» **MATERIAL PROVIDED**:

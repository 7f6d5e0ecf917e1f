//! Resolves the pointer to a texture coordinate on the globe surface.

use crate::camera::PerspectiveCamera;
use crate::geometry::SphereMesh;
use crate::raycast::{raycast_mesh, SurfaceHit};
use glam::{Mat4, Vec2};

/// Pointer and resolved surface coordinate, shared between input handling,
/// the per-frame sampler and uniform packing.
#[derive(Debug, Clone, Copy, Default, PartialEq)]
pub struct InteractionState {
    /// Normalized device coordinate, `[-1, 1]` on both axes, `y` up.
    /// `None` until the pointer first moves.
    pointer: Option<Vec2>,
    /// Last texture coordinate the pointer hit. `None` until the first hit.
    surface_uv: Option<Vec2>,
}

impl InteractionState {
    pub fn new() -> Self {
        Self::default()
    }

    #[inline]
    pub fn pointer(&self) -> Option<Vec2> {
        self.pointer
    }

    #[inline]
    pub fn surface_uv(&self) -> Option<Vec2> {
        self.surface_uv
    }

    /// Records a pointer position; the latest value wins.
    pub fn set_pointer(&mut self, ndc: Vec2) {
        self.pointer = Some(ndc);
    }

    /// Records a pointer position given in window pixels (origin top-left).
    pub fn set_pointer_px(&mut self, x: f32, y: f32, width: f32, height: f32) {
        self.set_pointer(pixels_to_ndc(x, y, width, height));
    }
}

/// Window pixels (origin top-left, `y` down) to normalized device coordinates.
pub fn pixels_to_ndc(x: f32, y: f32, width: f32, height: f32) -> Vec2 {
    let w = width.max(1.0);
    let h = height.max(1.0);
    Vec2::new(x / w * 2.0 - 1.0, -(y / h) * 2.0 + 1.0)
}

/// Casts the pointer ray against the reference sphere mesh only. The dense
/// terrain point cloud has no surface to hit.
pub struct SurfaceSampler {
    mesh: SphereMesh,
}

impl SurfaceSampler {
    pub fn new(mesh: SphereMesh) -> Self {
        Self { mesh }
    }

    #[inline]
    pub fn mesh(&self) -> &SphereMesh {
        &self.mesh
    }

    /// Nearest surface hit under `ndc`, if any.
    pub fn pick(&self, ndc: Vec2, camera: &PerspectiveCamera, model: &Mat4) -> Option<SurfaceHit> {
        let ray = camera.ray_from_ndc(ndc);
        raycast_mesh(&self.mesh, model, &ray)
    }

    /// Updates `state.surface_uv` from the current pointer.
    ///
    /// On a miss the previous coordinate is kept, so the highlight does not
    /// snap away when the pointer leaves the globe's silhouette. Returns the
    /// hit, if there was one.
    ///
    /// Seam triangles of the mesh carry `u` past 1; the stored coordinate is
    /// wrapped back into `[0, 1)` so it lines up with the terrain points.
    pub fn resolve(
        &self,
        state: &mut InteractionState,
        camera: &PerspectiveCamera,
        model: &Mat4,
    ) -> Option<SurfaceHit> {
        let ndc = state.pointer?;
        let mut hit = self.pick(ndc, camera, model)?;
        hit.uv.x = hit.uv.x.rem_euclid(1.0);
        state.surface_uv = Some(hit.uv);
        log::trace!("pointer ({:.3}, {:.3}) -> uv ({:.4}, {:.4})", ndc.x, ndc.y, hit.uv.x, hit.uv.y);
        Some(hit)
    }
}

» **ASSIGNMENT**: For this exercise, output the records in full, exactly.

» **EXPECTED OUTPUT**:
repository 7f6d5e0ecf917e1f
//! Resolves the pointer to a texture coordinate on the globe surface.

use crate::camera::PerspectiveCamera;
use crate::geometry::SphereMesh;
use crate::raycast::{raycast_mesh, SurfaceHit};
use glam::{Mat4, Vec2};

/// Pointer and resolved surface coordinate, shared between input handling,
/// the per-frame sampler and uniform packing.
#[derive(Debug, Clone, Copy, Default, PartialEq)]
pub struct InteractionState {
    /// Normalized device coordinate, `[-1, 1]` on both axes, `y` up.
    /// `None` until the pointer first moves.
    pointer: Option<Vec2>,
    /// Last texture coordinate the pointer hit. `None` until the first hit.
    surface_uv: Option<Vec2>,
}

impl InteractionState {
    pub fn new() -> Self {
        Self::default()
    }

    #[inline]
    pub fn pointer(&self) -> Option<Vec2> {
        self.pointer
    }

    #[inline]
    pub fn surface_uv(&self) -> Option<Vec2> {
        self.surface_uv
    }

    /// Records a pointer position; the latest value wins.
    pub fn set_pointer(&mut self, ndc: Vec2) {
        self.pointer = Some(ndc);
    }

    /// Records a pointer position given in window pixels (origin top-left).
    pub fn set_pointer_px(&mut self, x: f32, y: f32, width: f32, height: f32) {
        self.set_pointer(pixels_to_ndc(x, y, width, height));
    }
}

/// Window pixels (origin top-left, `y` down) to normalized device coordinates.
pub fn pixels_to_ndc(x: f32, y: f32, width: f32, height: f32) -> Vec2 {
    let w = width.max(1.0);
    let h = height.max(1.0);
    Vec2::new(x / w * 2.0 - 1.0, -(y / h) * 2.0 + 1.0)
}

/// Casts the pointer ray against the reference sphere mesh only. The dense
/// terrain point cloud has no surface to hit.
pub struct SurfaceSampler {
    mesh: SphereMesh,
}

impl SurfaceSampler {
    pub fn new(mesh: SphereMesh) -> Self {
        Self { mesh }
    }

    #[inline]
    pub fn mesh(&self) -> &SphereMesh {
        &self.mesh
    }

    /// Nearest surface hit under `ndc`, if any.
    pub fn pick(&self, ndc: Vec2, camera: &PerspectiveCamera, model: &Mat4) -> Option<SurfaceHit> {
        let ray = camera.ray_from_ndc(ndc);
        raycast_mesh(&self.mesh, model, &ray)
    }

    /// Updates `state.surface_uv` from the current pointer.
    ///
    /// On a miss the previous coordinate is kept, so the highlight does not
    /// snap away when the pointer leaves the globe's silhouette. Returns the
    /// hit, if there was one.
    ///
    /// Seam triangles of the mesh carry `u` past 1; the stored coordinate is
    /// wrapped back into `[0, 1)` so it lines up with the terrain points.
    pub fn resolve(
        &self,
        state: &mut InteractionState,
        camera: &PerspectiveCamera,
        model: &Mat4,
    ) -> Option<SurfaceHit> {
        let ndc = state.pointer?;
        let mut hit = self.pick(ndc, camera, model)?;
        hit.uv.x = hit.uv.x.rem_euclid(1.0);
        state.surface_uv = Some(hit.uv);
        log::trace!("pointer ({:.3}, {:.3}) -> uv ({:.4}, {:.4})", ndc.x, ndc.y, hit.uv.x, hit.uv.y);
        Some(hit)
    }
}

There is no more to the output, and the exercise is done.